Agree. The idea of crates sounds likely to create stress. When we had our lovely dog crates were never heard of. We trained by going out and coming back in periods from ten minutes onwards. She soon got used to it and had the run of the house. So long as she had comfort so often found her on a sofa she was as good as gold. My dd has a lovely Labrador and did the same so no crate and no stressed dog.

Planttrees · 20/06/2021 10:11

Please don't crate with the door closed during the day - I think your puppy is doing wonderfully to sleep in the crate overnight. It needs to be a happy place so just leave the door open and let him use it as a bed during the day.

SpaceRaiders · 20/06/2021 10:12

Op you will always get very polarised views about crate training on here. Leaving a dog to have the run of the house doesn’t work for every pup. The times I’ve allowed mine to do so, has usually resulted in some form of damage. I left him for 15 minutes whilst I showered a month ago to find he’d partially chewed through an electric cable which would have been catastrophic for him. At 10 months he still needs pretty much constant supervision which isn’t always possible, so I send him to his crate for his own safety. He has plenty of space to walk around, lots of chew toys, access to water and his bed is in there.

I would say though is that 12 weeks pup still very small and perhaps you need to adjust your expectations a little. He will cry and whine if he can’t be with you. You do need to work on it and build on the time you leave him. Ours will happily take himself off to his crate open it, and settle to sleep or play. Having said that, our pup still occasionally barks when left but neighbours say that he tends to settle after 5 minutes or so.

SpaceRaiders · 20/06/2021 10:30

@CatsForLife I agree, it’s absolutely comical.

Mid lockdown I couldn’t get food delivery slots. NDN suggested that I take pup shopping with me as he was barking when left. Baring in mind you cannot take dogs into the supermarket, I said would they rather he was stolen from or with someone breaking into my car to get at him?

There are all manner of places where you just cannot take a dog with you, therefore pup needs to learn to be left for short periods and the safest place to leave them is in a crate. It’s just impractical to send them to doggy day care every time you need to run an errand.

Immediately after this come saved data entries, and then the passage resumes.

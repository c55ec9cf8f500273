//! Control-flow equivalence: one loop runs exactly when the other does.

use crate::analysis::LoopId;
use crate::{InstructionKind, Terminator, Value};

use super::FusionContext;

/// Returns true if `first` executes exactly when `second` does
///
/// Each loop is represented by its guard if it has one, otherwise by its
/// header. The representative of `first` must dominate the one of `second`,
/// which in turn must post-dominate it. Guarded pairs additionally need
/// matching guards ([`guards_match`]).
pub fn is_control_flow_equivalent(ctx: &FusionContext<'_>, first: LoopId, second: LoopId) -> bool {
    let (l1, l2) = (ctx.get(first), ctx.get(second));
    if l1.is_guarded() && l2.is_guarded() && !guards_match(ctx, first, second) {
        log::trace!(
            "guards of the loops at bb{} and bb{} differ",
            l1.header.index(),
            l2.header.index()
        );
        return false;
    }

    let (rep1, rep2) = (l1.entry_block(), l2.entry_block());
    ctx.analyses.dom_tree.dominates(rep1, rep2) && ctx.analyses.post_dom_tree.dominates(rep2, rep1)
}

/// Returns true if both guards enter their loop under the same condition
///
/// Conditions match when they are the same value, or two comparisons with
/// the same operator and operands. Both guards must also enter on the same
/// branch polarity.
pub fn guards_match(ctx: &FusionContext<'_>, first: LoopId, second: LoopId) -> bool {
    let (l1, l2) = (ctx.get(first), ctx.get(second));
    let (Some(guard1), Some(guard2), Some(preheader1), Some(preheader2)) =
        (l1.guard, l2.guard, l1.preheader, l2.preheader)
    else {
        return false;
    };

    let blocks = &ctx.function.basic_blocks;
    let (
        Terminator::If {
            condition: condition1,
            then_target: then1,
            ..
        },
        Terminator::If {
            condition: condition2,
            then_target: then2,
            ..
        },
    ) = (&blocks[guard1].terminator, &blocks[guard2].terminator)
    else {
        return false;
    };

    if (*then1 == preheader1) != (*then2 == preheader2) {
        return false;
    }
    condition1 == condition2 || same_comparison(ctx, *condition1, *condition2)
}

fn same_comparison(ctx: &FusionContext<'_>, a: Value, b: Value) -> bool {
    let (Some(a), Some(b)) = (a.as_operand(), b.as_operand()) else {
        return false;
    };
    let (Some((_, a)), Some((_, b))) = (ctx.definition(a), ctx.definition(b)) else {
        return false;
    };
    match (&a.kind, &b.kind) {
        (
            InstructionKind::BinaryOp {
                op: op_a,
                left: left_a,
                right: right_a,
                ..
            },
            InstructionKind::BinaryOp {
                op: op_b,
                left: left_b,
                right: right_b,
                ..
            },
        ) => op_a.is_comparison() && op_a == op_b && left_a == left_b && right_a == right_b,
        _ => false,
    }
}
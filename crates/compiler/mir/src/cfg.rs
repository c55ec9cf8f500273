//! # Control Flow Graph Utilities
//!
//! This module provides common utilities for working with control flow graphs:
//! predecessor/successor queries and traversal orders. Edges are always derived
//! from block terminators.

use rustc_hash::{FxHashMap, FxHashSet};
use smallvec::SmallVec;

use crate::{BasicBlockId, MirFunction};

/// Successor list of a single block (at most two for `If`)
pub type Successors = SmallVec<[BasicBlockId; 2]>;

/// Get all successor blocks of a given block
pub fn get_successors(function: &MirFunction, block_id: BasicBlockId) -> Successors {
    function
        .basic_blocks
        .get(block_id)
        .map(|block| block.terminator.target_blocks().into_iter().collect())
        .unwrap_or_default()
}

/// Get all predecessor blocks of a given block, in block order
pub fn get_predecessors(function: &MirFunction, target_id: BasicBlockId) -> Vec<BasicBlockId> {
    function
        .basic_blocks()
        .filter(|(_, block)| block.terminator.target_blocks().contains(&target_id))
        .map(|(id, _)| id)
        .collect()
}

/// Build the predecessor map of the whole function
///
/// Every block gets an entry, even when it has no predecessors. Predecessor
/// lists are sorted by block id and contain no duplicates.
pub fn build_predecessor_map(function: &MirFunction) -> FxHashMap<BasicBlockId, Vec<BasicBlockId>> {
    let mut predecessors: FxHashMap<BasicBlockId, Vec<BasicBlockId>> = FxHashMap::default();
    for (block_id, _) in function.basic_blocks() {
        predecessors.entry(block_id).or_default();
    }
    for (block_id, block) in function.basic_blocks() {
        for successor in block.terminator.target_blocks() {
            predecessors.entry(successor).or_default().push(block_id);
        }
    }
    predecessors
}

/// Computes the blocks reachable from the entry in reverse postorder
pub fn reverse_postorder(function: &MirFunction) -> Vec<BasicBlockId> {
    let mut visited = FxHashSet::default();
    let mut postorder = Vec::new();

    // Iterative DFS; the second tuple field is the next successor to visit.
    let mut stack: Vec<(BasicBlockId, usize)> = vec![(function.entry_block, 0)];
    visited.insert(function.entry_block);

    while let Some((block, next)) = stack.last_mut() {
        let successors = get_successors(function, *block);
        if let Some(&successor) = successors.get(*next) {
            *next += 1;
            if visited.insert(successor) {
                stack.push((successor, 0));
            }
        } else {
            postorder.push(*block);
            stack.pop();
        }
    }

    postorder.reverse();
    postorder
}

LadyCatStark · 20/06/2021 11:19

[quote CatsForLife]@HeartvsBrain To suggest the OP rehomes because she crates is unreal. And highly offensive. Send puppy back to breeder? Er, breeders use crates! To leave a puppy unsupervised in my house without a crate would be very very dangerous. It’s open plan. I crate for a max of two hours when I need to go out sometimes once or twice a week, sometimes not at all during the week. I work from home and the rest of the time the pup has me or someone else around and can do as it pleases. I have had dogs all my life and not needed a crate longer than a few months before they can be left unsupervised. At the moment she would get into near-fatal trouble within minutes. But to suggest the dog needs to be rehomed because the OP needs to crate it for it’s own safety is just off the scale. This board does my head in sometimes. So unhelpful.[/quote]
Agree with this, people are just very angry in general on MN these days!